- Compiler - Callback Function - Performance Testing

  • Last year, an SDK was designed to handle encapsulating certain events and provide a class interface externally. During service initialization, the caller implements the corresponding classes and passes the object pointer to the module.
  • Familiarity with C11 piqued my curiosity, leading me to explore what would happen if these interfaces were implemented using lambda function objects instead of pure virtual function definitions. Compared to the traditional interface definition method, it seemed more flexible.
  • The question arose: with two different syntaxes, which one is faster from a performance perspective?
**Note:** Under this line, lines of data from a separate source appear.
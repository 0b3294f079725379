//! Headsign merge rules.

use std::collections::BTreeSet;

use crate::domain::Direction;

/// Error building a route's merge table.
#[derive(Debug, Clone, PartialEq, Eq, thiserror::Error)]
pub enum MergeRuleError {
    /// Fewer than two non-empty variants: nothing to merge.
    #[error("merge rule for {label:?} needs at least two non-empty variants")]
    TooFewVariants { label: String },

    #[error("merge rule label must not be empty")]
    EmptyLabel,

    #[error("variant set {variants:?} is registered twice for direction {scope}")]
    Duplicate { variants: Vec<String>, scope: String },
}

/// Maps an exact set of headsign variants to one canonical label.
#[derive(Debug, Clone, PartialEq, Eq)]
pub struct MergeRule {
    /// `None` applies to either direction.
    direction: Option<Direction>,
    variants: BTreeSet<String>,
    label: String,
}

impl MergeRule {
    /// Build a rule.
    ///
    /// The empty string is dropped from `variants`: an empty upstream headsign
    /// never takes part in a merge, so a rule listing it would otherwise never
    /// match.
    pub fn new<I, S>(
        direction: Option<Direction>,
        variants: I,
        label: impl Into<String>,
    ) -> Result<Self, MergeRuleError>
    where
        I: IntoIterator<Item = S>,
        S: Into<String>,
    {
        let label = label.into();
        if label.is_empty() {
            return Err(MergeRuleError::EmptyLabel);
        }

        let variants: BTreeSet<String> = variants
            .into_iter()
            .map(Into::into)
            .filter(|v: &String| !v.is_empty())
            .collect();
        if variants.len() < 2 {
            return Err(MergeRuleError::TooFewVariants { label });
        }

        Ok(Self {
            direction,
            variants,
            label,
        })
    }

    pub fn label(&self) -> &str {
        &self.label
    }
}

/// All merge rules for one route.
#[derive(Debug, Clone, Default)]
pub struct MergeTable {
    rules: Vec<MergeRule>,
}

impl MergeTable {
    pub fn new(rules: Vec<MergeRule>) -> Result<Self, MergeRuleError> {
        for (i, rule) in rules.iter().enumerate() {
            let duplicate = rules[..i]
                .iter()
                .any(|r| r.direction == rule.direction && r.variants == rule.variants);
            if duplicate {
                return Err(MergeRuleError::Duplicate {
                    variants: rule.variants.iter().cloned().collect(),
                    scope: rule
                        .direction
                        .map_or_else(|| "any".to_string(), |d| d.to_string()),
                });
            }
        }
        Ok(Self { rules })
    }

    /// Find the label for an exact variant set.
    ///
    /// Rules scoped to `direction` are tried before rules for either
    /// direction. A rule matches only if its set equals `variants`; subsets
    /// and supersets don't count.
    pub fn lookup(&self, direction: Direction, variants: &BTreeSet<String>) -> Option<&str> {
        let exact = |scope: Option<Direction>| {
            self.rules
                .iter()
                .find(|r| r.direction == scope && &r.variants == variants)
        };
        exact(Some(direction))
            .or_else(|| exact(None))
            .map(MergeRule::label)
    }
}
Not understanding compiler principles, I decided to try out some code to find out.

Introduction

Online website, allowing you to select different compilers, compilation parameters, run code on the linux platform, or view corresponding assembly code.

  • https://wandbox.org/ : Sometimes useful for technical validation; executing small code snippets in a web browser is very convenient.
  • https://godbolt.org/ : Using different colors to distinguish the corresponding assembly code for each line, it’s more convenient than using a local debugger.

Body

The Standards Committee established grammatical rules, and at the compilation level, how it’s implemented depends on each compiler vendor. It’s worth noting that Microsoft’s compiler is quite powerful here. Syntax sugar isn’t a panacea; callback interfaces aren’t abundant, using lambda expressions is more convenient and eliminates the need to define empty callback function interfaces. When callback interfaces become numerous, traditional virtual functions are advantageous for unifying business interface definitions.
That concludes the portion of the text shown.